ひまブログ

アラフィフのおっさんです

『頑固』〜余命わずかの脇役令嬢〜

日本の少女マンガを読んだことはない。

ので、これが韓国の少女マンガ特有のものなのかは分からないのだが、韓国の少女マンガの女性主人公はとにかく頑固だ。

こうと決めたらテコでも自らの考えを変えようとしないヒロインがやたらと多い。

初志貫徹は美徳ではあるが、融通が利かないという面もある。

男の目から見るとその融通の利かなさでザクザクと相手を傷付けてくれて、相手の男が気の毒で気の毒で…。

自分に大切なものがあるように、相手の男にも心があり気持ちがあり大切なものがあるという事を失念していると思わざるを得ない。

 

このマンガの主人公(カリナ)は毒親に育てられた伯爵令嬢。

不治の病に侵されており、毒親の家を捨てるために遠い北部に住む婚約者の元を訪ねるところから物語は始まる。

婚約者のミリアンは一見冷たく見えるが温かい心の持ち主で、身体の弱いカリナを気遣ううちに本物の愛情が芽生えていく。

カリナは家を捨てるために婚約者を利用しているので、自分は相手を好きになっても構わないが、相手が自分を好きになったら離れる時に相手を傷付ける…と思い込んでの言動をするので、すでにカリナを心から大切に想っているミリアンを傷付け倒す。

思い遣るのはそこじゃねえよ。とツッコミ入れまくりである。

 

いつまでもここにいてくれて良い、と話すミリアンに

「私の事を好きにならないで下さい」と言い放つカリナ。

愛された経験を持たないから。と言ってしまえばそれまでだが、思い遣りのない態度である事は間違いない。
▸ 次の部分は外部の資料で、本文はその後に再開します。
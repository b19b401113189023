//! Freight pricing
//!
//! Landed cost of a product line in RUB:
//!
//! ```text
//! goods   = unitPriceYuan × quantity × currencyRate
//! weight  = max(weightKg × quantity, tier.minWeightKg)
//! freight = tier.baseFeeRUB + max(tier.pricePerKgRUB × weight, tier.minChargeRUB)
//! total   = goods + freight
//! ```
//!
//! The minimum charge floors the per-kg component only; the base fee is
//! added after the max. Arithmetic is exact `Decimal` throughout and values
//! are rounded only when a result is presented (`rounded()`).

use crate::{
    types::{DeliveryOption, EntityId, PriceList, Product},
    Error, Result,
};
use rust_decimal::{Decimal, RoundingStrategy};
use serde::Serialize;

/// Decimal places for money in presented results
const MONEY_DP: u32 = 2;

/// Decimal places for weights in presented results
const WEIGHT_DP: u32 = 3;

fn round_to(value: Decimal, dp: u32) -> Decimal {
    value.round_dp_with_strategy(dp, RoundingStrategy::MidpointAwayFromZero)
}

/// Landed cost breakdown of one product line
#[derive(Debug, Clone, Copy, Default, PartialEq, Eq, Serialize)]
#[serde(rename_all = "camelCase")]
pub struct LandedCost {
    /// Goods value in RUB
    pub goods_cost: Decimal,

    /// Freight in RUB (zero without a tier)
    pub freight_cost: Decimal,

    /// Goods plus freight
    pub total: Decimal,

    /// Weight the freight was billed on
    pub billable_weight_kg: Decimal,
}

impl LandedCost {
    /// Presentation copy: money to 2 dp, weight to 3 dp
    pub fn rounded(&self) -> Self {
        Self {
            goods_cost: round_to(self.goods_cost, MONEY_DP),
            freight_cost: round_to(self.freight_cost, MONEY_DP),
            total: round_to(self.total, MONEY_DP),
            billable_weight_kg: round_to(self.billable_weight_kg, WEIGHT_DP),
        }
    }
}

/// Resolve the freight tier a product points at.
///
/// An id reference wins when both sides carry ids; otherwise the tier is
/// matched by exact name. An empty or dangling reference resolves to `None`.
pub fn find_delivery_option<'a>(
    product: &Product,
    options: &'a [DeliveryOption],
) -> Option<&'a DeliveryOption> {
    if let Some(id) = product.delivery_option_id.as_ref().filter(|id| !id.is_blank()) {
        if let Some(option) = options.iter().find(|o| o.id.as_ref() == Some(id)) {
            return Some(option);
        }
    }

    if product.delivery_option_name.is_empty() {
        return None;
    }

    options
        .iter()
        .find(|o| o.name == product.delivery_option_name)
}

/// Compute the landed cost of a product line
pub fn compute_landed_cost(
    product: &Product,
    options: &[DeliveryOption],
    currency_rate: Decimal,
) -> LandedCost {
    let quantity = Decimal::from(product.quantity);
    let goods_cost = product.unit_price_yuan * quantity * currency_rate;
    let shipped_weight = product.weight_kg * quantity;

    let (freight_cost, billable_weight_kg) = match find_delivery_option(product, options) {
        Some(tier) => {
            let weight = shipped_weight.max(tier.min_weight_kg);
            let per_kg = (tier.price_per_kg_rub * weight).max(tier.min_charge_rub);
            (tier.base_fee_rub + per_kg, weight)
        }
        None => (Decimal::ZERO, shipped_weight),
    };

    LandedCost {
        goods_cost,
        freight_cost,
        total: goods_cost + freight_cost,
        billable_weight_kg,
    }
}

/// One priced line of a catalog quote
#[derive(Debug, Clone, PartialEq, Eq, Serialize)]
#[serde(rename_all = "camelCase")]
pub struct QuoteLine {
    /// Product ID
    pub product_id: EntityId,

    /// Product name
    pub name: String,

    /// Tier the line was priced with (empty if none resolved)
    pub delivery_option_name: String,

    /// Cost breakdown
    #[serde(flatten)]
    pub cost: LandedCost,
}

/// Every product of a price list, priced, with sheet totals
#[derive(Debug, Clone, Default, PartialEq, Eq, Serialize)]
#[serde(rename_all = "camelCase")]
pub struct CatalogQuote {
    /// Rate the quote was computed with
    pub currency_rate: Decimal,

    /// Per-product lines, in price-list order
    pub lines: Vec<QuoteLine>,

    /// Sum of goods costs
    pub total_goods: Decimal,

    /// Sum of freight costs
    pub total_freight: Decimal,

    /// Sum of line totals
    pub grand_total: Decimal,

    /// Sum of billable weights
    pub total_weight_kg: Decimal,
}

impl CatalogQuote {
    /// Presentation copy of the quote
    pub fn rounded(&self) -> Self {
        Self {
            currency_rate: self.currency_rate,
            lines: self
                .lines
                .iter()
                .map(|line| QuoteLine {
                    cost: line.cost.rounded(),
                    ..line.clone()
                })
                .collect(),
            total_goods: round_to(self.total_goods, MONEY_DP),
            total_freight: round_to(self.total_freight, MONEY_DP),
            grand_total: round_to(self.grand_total, MONEY_DP),
            total_weight_kg: round_to(self.total_weight_kg, WEIGHT_DP),
        }
    }
}

/// Price every product of the list.
///
/// Totals are summed at full precision so rounding error does not compound
/// across lines.
pub fn quote_catalog(price_list: &PriceList) -> CatalogQuote {
    let mut quote = CatalogQuote {
        currency_rate: price_list.currency_rate,
        ..Default::default()
    };

    for product in &price_list.products {
        let cost = compute_landed_cost(
            product,
            &price_list.delivery_options,
            price_list.currency_rate,
        );

        quote.total_goods += cost.goods_cost;
        quote.total_freight += cost.freight_cost;
        quote.grand_total += cost.total;
        quote.total_weight_kg += cost.billable_weight_kg;

        quote.lines.push(QuoteLine {
            product_id: product.id.clone(),
            name: product.name.clone(),
            delivery_option_name: find_delivery_option(product, &price_list.delivery_options)
                .map(|tier| tier.name.clone())
                .unwrap_or_default(),
            cost,
        });
    }

    quote
}

impl PriceList {
    /// Tier by exact name
    pub fn delivery_option(&self, name: &str) -> Option<&DeliveryOption> {
        self.delivery_options.iter().find(|o| o.name == name)
    }

    /// Delete a tier and clear every product reference to it
    pub fn remove_delivery_option(&mut self, name: &str) -> Option<DeliveryOption> {
        let index = self.delivery_options.iter().position(|o| o.name == name)?;
        let removed = self.delivery_options.remove(index);

        let mut cleared = 0usize;
        for product in &mut self.products {
            let by_name = product.delivery_option_name == removed.name;
            let by_id = removed.id.is_some() && product.delivery_option_id == removed.id;
            if by_name || by_id {
                product.delivery_option_name.clear();
                product.delivery_option_id = None;
                cleared += 1;
            }
        }

        tracing::debug!(tier = %removed.name, cleared, "Delivery option removed");
        Some(removed)
    }

    /// Rename a tier, carrying name references along.
    ///
    /// Returns how many product references were rewritten.
    pub fn rename_delivery_option(&mut self, old_name: &str, new_name: &str) -> Result<usize> {
        let new_name = new_name.trim();
        if new_name.is_empty() {
            return Err(Error::Validation("delivery option name required".to_string()));
        }
        if old_name != new_name && self.delivery_option(new_name).is_some() {
            return Err(Error::Validation(format!(
                "delivery option {} already exists",
                new_name
            )));
        }

        let tier = self
            .delivery_options
            .iter_mut()
            .find(|o| o.name == old_name)
            .ok_or_else(|| Error::Validation(format!("delivery option {} not found", old_name)))?;
        tier.name = new_name.to_string();

        let mut rewritten = 0usize;
        for product in &mut self.products {
            if product.delivery_option_name == old_name {
                product.delivery_option_name = new_name.to_string();
                rewritten += 1;
            }
        }

        Ok(rewritten)
    }
}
何がなんでも自分の最初の目的を果たそうとする態度で、相手の気持ちを全く思い遣らないヒロインが本当に多い。

女性からすると拍手ものなのかも知れないが、男側からは割と悲しくなる。

別に紹介する予定の『この結婚はどうせうまくいかない』という話のように、婚約者の男がそこら中の女性と浮き名を流していたのならどれだけの事をされても致し方ないとは思うが、このミリアンのように武芸には長けるが本当の朴念仁で女性の扱いにも慣れないような男性だと気の毒で気の毒で仕方ない。

 

この物語はこのミリアンとの恋愛とカリナの高い芸術性から来る病と毒親との関係とが絡み合いながら進行する。
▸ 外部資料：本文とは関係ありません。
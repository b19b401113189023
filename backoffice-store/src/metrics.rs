//! Metrics collection for observability
//!
//! # Metrics
//!
//! - `backoffice_documents_saved_total` - Documents written
//! - `backoffice_version_conflicts_total` - Compare-and-set writes rejected
//! - `backoffice_transitions_rejected_total` - Order status changes rejected
//! - `backoffice_ledger_rows_skipped_total` - Malformed ledger rows dropped on read or ignored by projection
//! - `backoffice_validation_failures_total` - Payloads rejected before persisting

use prometheus::{IntCounter, Registry};
use std::sync::Arc;

/// Metrics collector
#[derive(Clone)]
pub struct Metrics {
    /// Documents written
    pub documents_saved: IntCounter,

    /// Stale compare-and-set writes
    pub version_conflicts: IntCounter,

    /// Rejected order status changes
    pub transitions_rejected: IntCounter,

    /// Ledger rows skipped during projection
    pub ledger_rows_skipped: IntCounter,

    /// Rejected payloads
    pub validation_failures: IntCounter,

    /// Prometheus registry
    pub registry: Arc<Registry>,
}

impl std::fmt::Debug for Metrics {
    fn fmt(&self, f: &mut std::fmt::Formatter<'_>) -> std::fmt::Result {
        f.debug_struct("Metrics")
            .field("documents_saved", &self.documents_saved.get())
            .field("version_conflicts", &self.version_conflicts.get())
            .field("transitions_rejected", &self.transitions_rejected.get())
            .field("ledger_rows_skipped", &self.ledger_rows_skipped.get())
            .field("validation_failures", &self.validation_failures.get())
            .finish()
    }
}

fn counter(registry: &Registry, name: &str, help: &str) -> prometheus::Result<IntCounter> {
    let counter = IntCounter::new(name, help)?;
    registry.register(Box::new(counter.clone()))?;
    Ok(counter)
}

impl Metrics {
    /// Create new metrics collector with its own registry
    pub fn new() -> prometheus::Result<Self> {
        let registry = Arc::new(Registry::new());

        Ok(Self {
            documents_saved: counter(
                &registry,
                "backoffice_documents_saved_total",
                "Total number of documents written",
            )?,
            version_conflicts: counter(
                &registry,
                "backoffice_version_conflicts_total",
                "Writes rejected because the stored version moved",
            )?,
            transitions_rejected: counter(
                &registry,
                "backoffice_transitions_rejected_total",
                "Order status changes rejected by the lifecycle",
            )?,
            ledger_rows_skipped: counter(
                &registry,
                "backoffice_ledger_rows_skipped_total",
                "Malformed ledger rows ignored by stock projection",
            )?,
            validation_failures: counter(
                &registry,
                "backoffice_validation_failures_total",
                "Payloads rejected before persisting",
            )?,
            registry,
        })
    }

    /// Record document write
    pub fn record_document_saved(&self) {
        self.documents_saved.inc();
    }

    /// Record stale write
    pub fn record_version_conflict(&self) {
        self.version_conflicts.inc();
    }

    /// Record lifecycle rejection
    pub fn record_transition_rejected(&self) {
        self.transitions_rejected.inc();
    }

    /// Record skipped ledger rows
    pub fn record_ledger_rows_skipped(&self, rows: usize) {
        self.ledger_rows_skipped.inc_by(rows as u64);
    }

    /// Record rejected payload
    pub fn record_validation_failure(&self) {
        self.validation_failures.inc();
    }

    /// Get metrics registry
    pub fn registry(&self) -> &Registry {
        &self.registry
    }
}
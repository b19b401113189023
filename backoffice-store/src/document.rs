//! Stored document envelope
//!
//! Every key holds one JSON object: the body fields plus `updatedAt` and
//! `version`. Collections use `{items: [...]}` as their body; the price list
//! stores its fields at the top level.

use serde::{Deserialize, Serialize};

/// Body plus store-maintained metadata
#[derive(Debug, Clone, PartialEq, Serialize, Deserialize)]
#[serde(rename_all = "camelCase")]
pub struct Document<T> {
    /// Document content
    #[serde(flatten)]
    pub body: T,

    /// Last write, epoch milliseconds
    #[serde(default)]
    pub updated_at: i64,

    /// Write counter (absent document = 0)
    #[serde(default)]
    pub version: u64,
}

impl<T> Document<T> {
    /// Document that has never been stored
    pub fn unsaved(body: T) -> Self {
        Self {
            body,
            updated_at: 0,
            version: 0,
        }
    }
}

/// Body of a collection document
#[derive(Debug, Clone, PartialEq, Serialize, Deserialize)]
pub struct ItemList<T> {
    /// Records
    #[serde(default = "Vec::new")]
    pub items: Vec<T>,
}

impl<T> Default for ItemList<T> {
    fn default() -> Self {
        Self { items: Vec::new() }
    }
}

impl<T> From<Vec<T>> for ItemList<T> {
    fn from(items: Vec<T>) -> Self {
        Self { items }
    }
}

/// Metadata read without decoding the body
#[derive(Debug, Clone, Copy, Default, Deserialize)]
#[serde(rename_all = "camelCase")]
pub(crate) struct DocumentHeader {
    #[serde(default)]
    pub version: u64,
}
//! Back Office Store
//!
//! Whole-document persistence for the back office collections, and the
//! service facade HTTP handlers call.
//!
//! # Architecture
//!
//! - **KvStore**: get/put/delete of blobs by string key with optional expiry
//!   (`MemoryStore`, `RocksStore`)
//! - **Single Writer**: one actor task owns the store; every load and save is
//!   a message to it, so compare-and-set on the document version is atomic
//! - **Validation**: payload limits and field checks before anything is persisted
//! - **BackOffice**: load → engine → persist for each collection
//!
//! # Invariants
//!
//! - A document is always written whole, with `version` bumped by one
//! - A write naming a stale version is rejected, never merged
//! - Engines see only validated, typed collections

#![forbid(unsafe_code)]
#![warn(
    missing_docs,
    rust_2018_idioms,
    missing_debug_implementations,
    clippy::all
)]

pub mod actor;
pub mod collection;
pub mod config;
pub mod document;
pub mod error;
pub mod metrics;
pub mod rocks;
pub mod service;
pub mod storage;
pub mod validate;

// Re-exports
pub use actor::{spawn_store_actor, StoreHandle};
pub use collection::{Collection, PRICE_LIST_KEY};
pub use config::Config;
pub use document::{Document, ItemList};
pub use error::{Error, Result};
pub use metrics::Metrics;
pub use rocks::RocksStore;
pub use service::BackOffice;
pub use storage::{KvStore, MemoryStore};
「自分は全ての子供を平等に愛している」と信じ込んでいる毒親は始末が悪い。

子供に絶縁されても分からないのだ。

ミリアンの言う

「子が生まれる事自体、親の欲望だからだ」

「だからこそ親には責任があるのだ。ただ食事を与え温かい寝床を準備するだけで、親の責任を果たした事にはならない」

は、至極当たり前の事。

この当たり前の事を出来ない人間は多いが、理解も出来ず、反省も出来ないのは始末が悪い。
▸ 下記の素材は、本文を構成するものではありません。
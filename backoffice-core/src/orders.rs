//! Order lifecycle state machine
//!
//! ```text
//! draft → confirmed → paid → packed → shipped → delivered
//!   └──────────┴────────┴───────┴─────────┴──────────┴──→ cancelled
//! ```
//!
//! Rules, in evaluation order:
//!
//! 1. `shipped` / `delivered` need a shipment id on the order
//!    (`MissingShipmentReference`), checked before anything else
//! 2. New orders (no stored status) may start in any status
//! 3. Re-saving the same status is a no-op
//! 4. `cancelled` is reachable from every status
//! 5. Otherwise the requested status must not be behind the stored one
//!    (`InvalidTransition`); skipping ahead is fine

use crate::{
    types::{EntityId, Order, OrderStatus},
    Error, Result,
};
use std::collections::HashMap;

/// Whether `current → requested` respects forward-only ordering.
///
/// `None` means the order has never been stored.
pub fn transition(current: Option<OrderStatus>, requested: OrderStatus) -> bool {
    let current = match current {
        None => return true,
        Some(status) => status,
    };

    if requested == current || requested == OrderStatus::Cancelled {
        return true;
    }

    match (current.sequence_index(), requested.sequence_index()) {
        (Some(from), Some(to)) => to >= from,
        // Leaving `cancelled` for anything else
        _ => false,
    }
}

/// Validate moving a stored order (status `current`) to the state in `order`
pub fn check_transition(current: Option<OrderStatus>, order: &Order) -> Result<()> {
    if order.status.requires_shipment() && !order.has_shipment() {
        return Err(Error::MissingShipmentReference {
            order_id: order.id.clone(),
            status: order.status,
        });
    }

    if !transition(current, order.status) {
        return Err(Error::InvalidTransition {
            order_id: order.id.clone(),
            // `transition` only rejects when a status is stored
            from: current.unwrap_or(OrderStatus::Draft),
            to: order.status,
        });
    }

    Ok(())
}

/// Move an order to `requested`, leaving it untouched on rejection
pub fn apply_status(order: &mut Order, requested: OrderStatus) -> Result<()> {
    let current = order.status;
    let candidate = Order {
        status: requested,
        ..order.clone()
    };

    check_transition(Some(current), &candidate)?;

    if current != requested {
        tracing::debug!(order_id = %order.id, from = %current, to = %requested, "Order status changed");
    }
    order.status = requested;
    Ok(())
}

/// Validate a whole-document write of the orders collection.
///
/// Each order in `next` is checked against the stored order with the same
/// id; ids not present in `previous` are new orders. The first violation is
/// returned.
pub fn reconcile_orders(previous: &[Order], next: &[Order]) -> Result<()> {
    let stored: HashMap<&EntityId, OrderStatus> =
        previous.iter().map(|o| (&o.id, o.status)).collect();

    for order in next {
        check_transition(stored.get(&order.id).copied(), order)?;
    }

    Ok(())
}

#[cfg(test)]
mod tests {
    use super::*;

    fn order(status: OrderStatus, shipment: Option<&str>) -> Order {
        Order {
            id: EntityId::new("o1"),
            status,
            shipment_id: shipment.map(EntityId::new),
            items: vec![],
            created_at: None,
            note: None,
        }
    }

    #[test]
    fn test_new_order_any_status() {
        for status in OrderStatus::ALL {
            assert!(transition(None, status));
        }
    }

    #[test]
    fn test_forward_skips_allowed() {
        assert!(transition(Some(OrderStatus::Draft), OrderStatus::Paid));
        assert!(transition(Some(OrderStatus::Confirmed), OrderStatus::Delivered));
    }

    #[test]
    fn test_backward_rejected() {
        assert!(!transition(Some(OrderStatus::Shipped), OrderStatus::Draft));
        assert!(!transition(Some(OrderStatus::Paid), OrderStatus::Confirmed));
    }

    #[test]
    fn test_same_status_is_noop() {
        for status in OrderStatus::ALL {
            assert!(transition(Some(status), status));
        }
    }

    #[test]
    fn test_cancel_from_anywhere() {
        for status in OrderStatus::ALL {
            assert!(transition(Some(status), OrderStatus::Cancelled));
        }
    }

    #[test]
    fn test_cancelled_is_absorbing() {
        assert!(!transition(Some(OrderStatus::Cancelled), OrderStatus::Draft));
        assert!(!transition(Some(OrderStatus::Cancelled), OrderStatus::Delivered));
    }

    #[test]
    fn test_shipped_needs_shipment() {
        let err = check_transition(Some(OrderStatus::Packed), &order(OrderStatus::Shipped, None))
            .unwrap_err();
        assert!(matches!(err, Error::MissingShipmentReference { .. }));

        let err = check_transition(None, &order(OrderStatus::Delivered, Some("")))
            .unwrap_err();
        assert!(matches!(err, Error::MissingShipmentReference { .. }));

        assert!(check_transition(Some(OrderStatus::Packed), &order(OrderStatus::Shipped, Some("s1"))).is_ok());
    }

    #[test]
    fn test_shipment_checked_before_transition() {
        // delivered → shipped is backwards too, but the missing shipment wins
        let err = check_transition(Some(OrderStatus::Delivered), &order(OrderStatus::Shipped, None))
            .unwrap_err();
        assert!(matches!(err, Error::MissingShipmentReference { .. }));
    }

    #[test]
    fn test_invalid_transition_error() {
        let err = check_transition(Some(OrderStatus::Shipped), &order(OrderStatus::Confirmed, None))
            .unwrap_err();
        assert_eq!(
            err,
            Error::InvalidTransition {
                order_id: EntityId::new("o1"),
                from: OrderStatus::Shipped,
                to: OrderStatus::Confirmed,
            }
        );
        assert!(err.is_transition_error());
    }

    #[test]
    fn test_apply_status_leaves_order_on_rejection() {
        let mut o = order(OrderStatus::Paid, None);
        assert!(apply_status(&mut o, OrderStatus::Draft).is_err());
        assert_eq!(o.status, OrderStatus::Paid);

        apply_status(&mut o, OrderStatus::Packed).unwrap();
        assert_eq!(o.status, OrderStatus::Packed);
    }

    #[test]
    fn test_reconcile_orders() {
        let previous = vec![order(OrderStatus::Paid, None)];

        let mut new_order = order(OrderStatus::Packed, None);
        new_order.id = EntityId::new("o2");

        let next = vec![order(OrderStatus::Packed, None), new_order];
        assert!(reconcile_orders(&previous, &next).is_ok());

        let next = vec![order(OrderStatus::Draft, None)];
        let err = reconcile_orders(&previous, &next).unwrap_err();
        assert!(matches!(err, Error::InvalidTransition { .. }));
    }
}
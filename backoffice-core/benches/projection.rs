use backoffice_core::{
    project,
    types::{EntityId, EntryType, LedgerEntry},
};
use criterion::{black_box, criterion_group, criterion_main, BenchmarkId, Criterion};
use rust_decimal::Decimal;

fn ledger(rows: usize, products: usize) -> Vec<LedgerEntry> {
    let types = [EntryType::In, EntryType::Out, EntryType::Reserve, EntryType::Release];
    (0..rows)
        .map(|i| LedgerEntry {
            id: EntityId::new(i.to_string()),
            date: None,
            product_id: EntityId::new(format!("sku-{}", i % products)),
            entry_type: types[i % types.len()],
            qty: Decimal::from((i % 17 + 1) as i64),
            note: None,
        })
        .collect()
}

fn bench_projection(c: &mut Criterion) {
    let mut group = c.benchmark_group("project");
    // 20k rows is the largest ledger document the store accepts
    for rows in [1_000usize, 20_000] {
        let entries = ledger(rows, 500);
        group.bench_with_input(BenchmarkId::from_parameter(rows), &entries, |b, entries| {
            b.iter(|| project(black_box(entries)))
        });
    }
    group.finish();
}

criterion_group!(benches, bench_projection);
criterion_main!(benches);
カリナの親も今の所、カリナからの絶縁状にカリナを責める言葉しか発していない。

子供(カリナの兄弟姉妹)たちの方が危機感を覚えているようだ。

兄弟姉妹たちは親から差別されていても理解していないパターンは多いだろう。

一応はちゃんと部屋もあり食事も共にしていれば、気付きにくいと思う。

まして自分が優遇されている立場ならば余計に相手の事を慮るのは難しいはずだ。

子供なのだから。

 

このカリナの親、読んでいると本当に腹が立つが、この親にしてこの子あり。な部分が確かにカリナにもある。

この親にこんなに虐げられて育ったんだから仕方ないよね。というのが大半の意見かも知れないが、相手の気持ちなんか知ったこっちゃないカリナの行動は褒められたものではない。と思う。